» **TASK STATEMENT**: Go through the listing and write out all of it exactly.

» **RECORDS FOR THE TASK**:

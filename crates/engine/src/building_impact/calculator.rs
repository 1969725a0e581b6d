//! Pure impact computation over a cell slice; no ECS, no I/O.

use crate::aqi_grid::Cell;
use crate::buildings::Building;
use crate::error::SimError;
use crate::sim_params::AqiImpactParams;

/// Apply `building`'s AQI contribution to every cell within its impact
/// radius.
///
/// The model, in order:
/// 1. Non-emitting kinds are no-ops (the building exists, its impact is 0).
/// 2. `volume = width² × height`; the footprint is treated as a square.
/// 3. Size multiplier `max(1, ln(max(volume - min_size, 0) + 1) × factor)`
///    scales the base impact; small buildings stay at the base.
/// 4. Impact radius `min(√volume × 2, max_radius)` meters.
/// 5. Cells beyond the radius (geodesic centroid distance) are untouched —
///    no entry is added or changed for this building.
/// 6. Within the radius the impact decays logarithmically:
///    `ln(radius - distance + 1) / ln(radius + 1)`, rounded and clamped to
///    the per-building ceiling.
/// 7. The entry is upserted per building id, and `current_aqi` is re-derived
///    with the per-cell total cap. Re-applying identical geometry is
///    idempotent.
///
/// Geometry is validated before any cell is touched.
pub fn apply_building_impact(
    building: &Building,
    cells: &mut [Cell],
    params: &AqiImpactParams,
) -> Result<(), SimError> {
    building.validate()?;
    if !params.emitting_kinds.contains(&building.kind) {
        return Ok(());
    }

    let volume = building.volume_m3();
    let size_multiplier =
        (((volume - params.min_building_size_m3).max(0.0) + 1.0).ln() * params.size_impact_factor)
            .max(1.0);
    let base_impact = params.market_base_impact * size_multiplier;
    let impact_radius = (volume.sqrt() * 2.0).min(params.max_impact_radius_m);

    for cell in cells.iter_mut() {
        let distance = building.location.haversine_distance_m(cell.centroid);
        if distance > impact_radius {
            continue;
        }

        let impact_factor = (((impact_radius - distance) + 1.0).ln()
            / (impact_radius + 1.0).ln())
        .max(0.0);
        let impact = (base_impact * impact_factor)
            .round()
            .clamp(0.0, params.max_building_aqi_impact);

        cell.upsert_impact(building.id, impact);
        cell.recompute_current(params.max_total_aqi_impact);
    }

    Ok(())
}

/// Remove `building_id`'s contribution from every cell that has one and
/// re-derive those cells' `current_aqi`. A cell left with no impacts returns
/// to its baseline exactly.
pub fn retract_building_impact(building_id: u64, cells: &mut [Cell], params: &AqiImpactParams) {
    for cell in cells.iter_mut() {
        if cell.remove_impact(building_id) {
            cell.recompute_current(params.max_total_aqi_impact);
        }
    }
}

» **EXERCISE RESPONSE**:
filename crates/engine/src/building_impact/calculator.rs
repository 1969725a0e581b6d
//! Pure impact computation over a cell slice; no ECS, no I/O.

use crate::aqi_grid::Cell;
use crate::buildings::Building;
use crate::error::SimError;
use crate::sim_params::AqiImpactParams;

/// Apply `building`'s AQI contribution to every cell within its impact
/// radius.
///
/// The model, in order:
/// 1. Non-emitting kinds are no-ops (the building exists, its impact is 0).
/// 2. `volume = width² × height`; the footprint is treated as a square.
/// 3. Size multiplier `max(1, ln(max(volume - min_size, 0) + 1) × factor)`
///    scales the base impact; small buildings stay at the base.
/// 4. Impact radius `min(√volume × 2, max_radius)` meters.
/// 5. Cells beyond the radius (geodesic centroid distance) are untouched —
///    no entry is added or changed for this building.
/// 6. Within the radius the impact decays logarithmically:
///    `ln(radius - distance + 1) / ln(radius + 1)`, rounded and clamped to
///    the per-building ceiling.
/// 7. The entry is upserted per building id, and `current_aqi` is re-derived
///    with the per-cell total cap. Re-applying identical geometry is
///    idempotent.
///
/// Geometry is validated before any cell is touched.
pub fn apply_building_impact(
    building: &Building,
    cells: &mut [Cell],
    params: &AqiImpactParams,
) -> Result<(), SimError> {
    building.validate()?;
    if !params.emitting_kinds.contains(&building.kind) {
        return Ok(());
    }

    let volume = building.volume_m3();
    let size_multiplier =
        (((volume - params.min_building_size_m3).max(0.0) + 1.0).ln() * params.size_impact_factor)
            .max(1.0);
    let base_impact = params.market_base_impact * size_multiplier;
    let impact_radius = (volume.sqrt() * 2.0).min(params.max_impact_radius_m);

    for cell in cells.iter_mut() {
        let distance = building.location.haversine_distance_m(cell.centroid);
        if distance > impact_radius {
            continue;
        }

        let impact_factor = (((impact_radius - distance) + 1.0).ln()
            / (impact_radius + 1.0).ln())
        .max(0.0);
        let impact = (base_impact * impact_factor)
            .round()
            .clamp(0.0, params.max_building_aqi_impact);

        cell.upsert_impact(building.id, impact);
        cell.recompute_current(params.max_total_aqi_impact);
    }

    Ok(())
}

/// Remove `building_id`'s contribution from every cell that has one and
/// re-derive those cells' `current_aqi`. A cell left with no impacts returns
/// to its baseline exactly.
pub fn retract_building_impact(building_id: u64, cells: &mut [Cell], params: &AqiImpactParams) {
    for cell in cells.iter_mut() {
        if cell.remove_impact(building_id) {
            cell.recompute_current(params.max_total_aqi_impact);
        }
    }
}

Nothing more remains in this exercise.